**EXERCISE REQUIREMENTS**
Scan the entries below. List each line with "FrameRange".

=== EXTRACTED ENTRIES ===

//! Sparse to dense trajectory expansion.

use reframe_models::FrameRange;

use super::models::{DenseTrajectory, SparseTrajectory};
use crate::error::{MediaError, MediaResult};

/// Linearly interpolate `sparse` at every frame of `range`.
///
/// Frames before the first sample take the first value and frames after
/// the last sample take the last value. Sample frames are strictly
/// increasing, so one forward pass suffices.
pub fn interpolate(sparse: &SparseTrajectory, range: FrameRange) -> MediaResult<DenseTrajectory> {
    let samples = sparse.samples();
    let (Some(first), Some(last)) = (samples.first(), samples.last()) else {
        return Err(MediaError::EmptyTrajectory(format!(
            "no samples to interpolate over frames {}..{}",
            range.start, range.end
        )));
    };
    if range.is_empty() {
        return Err(MediaError::invalid_request(format!(
            "empty frame range {}..{}",
            range.start, range.end
        )));
    }

    let mut positions = Vec::with_capacity(range.len() as usize);
    let mut segment = 0;

    for frame in range.start..range.end {
        let x = if frame <= first.frame {
            first.x
        } else if frame >= last.frame {
            last.x
        } else {
            while samples[segment + 1].frame < frame {
                segment += 1;
            }
            let (a, b) = (samples[segment], samples[segment + 1]);
            let t = (frame - a.frame) as f64 / (b.frame - a.frame) as f64;
            a.x + (b.x - a.x) * t
        };
        positions.push(x);
    }

    Ok(DenseTrajectory {
        start_frame: range.start,
        positions,
    })
}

===

**COMPLETED TASK**
use reframe_models::FrameRange;
pub fn interpolate(sparse: &SparseTrajectory, range: FrameRange) -> MediaResult<DenseTrajectory> {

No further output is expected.